# 03/16 Lecture 11:
Outline:
1. Motivation for PCA/low-rank approximation
2. Instability of eigenvalues/eigenvectors
3. Basic inequality for PCA.
Reading:
Chapter 8 (8.1 -> 8.3)
## Discretization/covering of sets
$B_2(1) = \{u \in R^d | \ ||u||_2 \leq 1\}$
Find $\{u^1, ..., u^N\} s.t. \forall u \in B_2(1), \exists u^j \ s. t. \ ||u-u^j||_2 \leq \delta$.
$\log N(\delta) \approx d \log (1+2/\delta)$
$\log N(\delta)$ metric entropy
---
**Proof (Special case of $\infty$):**
In $B_\infty (1) = \{\theta \in R^2 | \ ||\theta||_\infty \leq 1\}$
Let $||u^j - u||_\infty \leq \delta$
Fill the space with boxes with side length $\delta$.
## PCA/Low-rank Matrix Approximation
Set-up: $\Sigma \in R^{d*d}, \Sigma = \Sigma^T. \gamma_1(\Sigma) \leq ... \leq \gamma_d(\Sigma)$.
1. Say we have random vector $C \in R^d$. $E[X] = 0, cov(X) = \Sigma$.
**What is the direction of maximal variance?**
A direction is a vector $u \in R^d, ||u||_2 = 1$, we look for $\max_{||u||_2 = 1} var(<u, X>) = \max_{||u||_2 = 1} var(\sum_{j=1}^d u_jX_j) = \max_{||u||_2 = 1} E[u^TX]^2 =\max_{||u||_2 = 1} u^T\Sigma u = \gamma_1(\Sigma) = |||\Sigma|||_{2}$
$u^*$ is the max eigenvector achieves the max.
In practice, Given $\{X_i\}_{i=1}^n$, compute $\hat{\Sigma} = \frac 1 n \sum_{i=1}^n x_ix_i^T$ and then plug in for $\Sigma$.
Generalization
$U \in R^{d * r}$, r = number of eigenvectors, r<d, $U=(u_1 | ... | u_r)$ has orthonormal columns, i.e. $<u_i, u_j> = (i \neq j) ? 0:1.$
$\max_{V \in R^{d * r}} E[||V^TX||_2^2] = \sum_{j=1}^r \gamma_j(\Sigma)$
For $V^*$ being the argmax, each column is an eigenvector.
---
**Example:**
(Fitting mixture models)
Two distributions centered at $\theta^*$ and $-\theta^*$ with circular contours.
The overall density is a bimodal mixture.
$Z \sim Ber(\frac 1 2), Z \in \{0, 1\}$
$X = (1-Z) Y_0+ X Y_1$
$E[Y_0] = \theta^*$
$E[Y_1] = -\theta^*$
$cov(Y_0)=cov(Y_1) = \sigma^2I$.
> To estimate $\theta$'s, sample mean is 0 so it doesn't work.
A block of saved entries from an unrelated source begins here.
use crate::rainfall::error::RainfallDataError;
use crate::rainfall::record::RainfallRecord;
use crate::stats::coerce::rain_amount;
use log::{debug, warn};
use std::path::{Path, PathBuf};
use std::sync::RwLock;
use tokio::task;

/// Reads rainfall records from a `Year,Jan,...,Dec,Total` CSV file. Both
/// bundled datasets share this format, so one loader type serves them all.
///
/// Rows with an unparseable year are skipped with a warning. Monthly cells
/// coerce like rain readings do elsewhere, so placeholders count as zero. The
/// trailing annual total is used when it parses and recomputed otherwise.
#[derive(Debug, Clone)]
pub struct CsvRainfallSource {
    path: PathBuf,
    label: String,
}

impl CsvRainfallSource {
    pub fn new(path: PathBuf, label: impl Into<String>) -> Self {
        Self { path, label: label.into() }
    }

    pub fn path(&self) -> &Path {
        &self.path
    }

    /// Human-readable name used in logs and summaries.
    pub fn label(&self) -> &str {
        &self.label
    }

    /// Loads the full file. Synchronous; callers that need it off the async
    /// runtime go through [`RainfallCatalog`].
    pub fn load(&self) -> Result<Vec<RainfallRecord>, RainfallDataError> {
        let file = std::fs::File::open(&self.path)
            .map_err(|e| RainfallDataError::Open(self.path.clone(), e))?;
        let mut reader = csv::ReaderBuilder::new()
            .has_headers(true)
            .flexible(true)
            .from_reader(file);

        let mut records = Vec::new();
        for row in reader.records() {
            let row = row.map_err(|e| RainfallDataError::Read(self.path.clone(), e))?;
            let Some(year) = row.get(0).and_then(|y| y.trim().parse::<i32>().ok()) else {
                warn!(
                    "Skipping rainfall row with unparseable year {:?} in {:?}",
                    row.get(0).unwrap_or(""),
                    self.path
                );
                continue;
            };

            let mut monthly = [0.0; 12];
            for (i, cell) in monthly.iter_mut().enumerate() {
                *cell = rain_amount(row.get(i + 1).unwrap_or(""));
            }
            let source_total = row.get(13).and_then(|t| t.trim().parse::<f64>().ok());
            records.push(RainfallRecord::new(year, monthly, source_total));
        }

        if records.is_empty() {
            return Err(RainfallDataError::Empty(self.path.clone()));
        }
        debug!(
            "Loaded {} rainfall records from {} ({:?})",
            records.len(),
            self.label,
            self.path
        );
        Ok(records)
    }
}

/// Which of the two bundled rainfall datasets is active.
#[derive(Debug, Clone, Copy, PartialEq, Eq, Default)]
pub enum DataSourceKind {
    /// Long-run gauge records, 1901 through 2021.
    #[default]
    Legacy,
    /// Modern station records, 2000 through 2025.
    Station,
}

/// Holds both rainfall datasets and a runtime-switchable selection of which
/// one queries read from.
#[derive(Debug)]
pub struct RainfallCatalog {
    legacy: CsvRainfallSource,
    station: CsvRainfallSource,
    selected: RwLock<DataSourceKind>,
}

impl RainfallCatalog {
    pub fn new(legacy: CsvRainfallSource, station: CsvRainfallSource) -> Self {
        Self {
            legacy,
            station,
            selected: RwLock::new(DataSourceKind::default()),
        }
    }

    pub fn select(&self, kind: DataSourceKind) {
        *self.selected.write().unwrap() = kind;
        debug!("Rainfall source switched to {:?}", kind);
    }

    pub fn selected(&self) -> DataSourceKind {
        *self.selected.read().unwrap()
    }

    pub fn label(&self) -> &str {
        match self.selected() {
            DataSourceKind::Legacy => self.legacy.label(),
            DataSourceKind::Station => self.station.label(),
        }
    }

    /// Loads the currently selected dataset, sorted ascending by year.
    /// Blocking file work runs on the blocking thread pool.
    pub async fn records(&self) -> Result<Vec<RainfallRecord>, RainfallDataError> {
        let source = match self.selected() {
            DataSourceKind::Legacy => self.legacy.clone(),
            DataSourceKind::Station => self.station.clone(),
        };
        let mut records = task::spawn_blocking(move || source.load()).await??;
        records.sort_by_key(|r| r.year);
        Ok(records)
    }
}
The information is embedded in higher-order moment, which PCA is built for.
$cov(X) = E[XX^T] = \theta^*(\theta^*)^T + \sigma^2I = \Sigma$.
The maximum eigenvector is $\{\theta^*, -\theta^*\}$.
In general situation, if cov is not $\sigma^2 I$ anymore, one cannot say $\theta^*$ is the max eigenvector.
> Martin: Academia is about maximizing number of paper per effort.
> HW2.5 is related to Elliptical PCA problem
$Q = \Sigma, R = \Sigma + P = Q + P$. All matrices are symmetric. Assume $|||P|||_2 \leq \epsilon$.
- $P$ = perturbation
- $Q$ original matrix
- $R$ the perturbed matrix
Would like to know how does eigenvalues and eigenvectors change.
max eigenvalue of $R$ = $\gamma_1(R) = \gamma_1(Q + P) \\
=\max_{||u||_2 = 1} u^T(Q+P)u \\
\leq \max_{||u||_2 = 1} u^TQu + \max_{||u||_2 = 1} u^TPu \\
= \gamma_1(Q) + \epsilon$.
If the pertubation is small, the estimation for eigenvalue is more accurate.
---
**Weyl's theorem**
$\max_{j = 1, ..., d} |\gamma_j(Q)-\gamma_j(R)| \leq |||Q-R|||_2$.
> All of the eigenvalues are within in $\epsilon$ of each other if $|||P|||_2 \leq \epsilon$.
> Eigenvalues are stable
---
**Example: (Eigenvectors are not stable in general.)**
$Q_\epsilon = \begin{pmatrix}1 & \epsilon \\ \epsilon &1.01 \end{pmatrix} = \begin{pmatrix} 1 & 0 \\ 0 & 1.01 \end{pmatrix}+ \epsilon\begin{pmatrix} 0 & 1 \\ 1 & 0 \end{pmatrix}$
When $\epsilon = 0.01$, max eigenvector changes from $(0, 1)$ to $(0.53, 0.85)$.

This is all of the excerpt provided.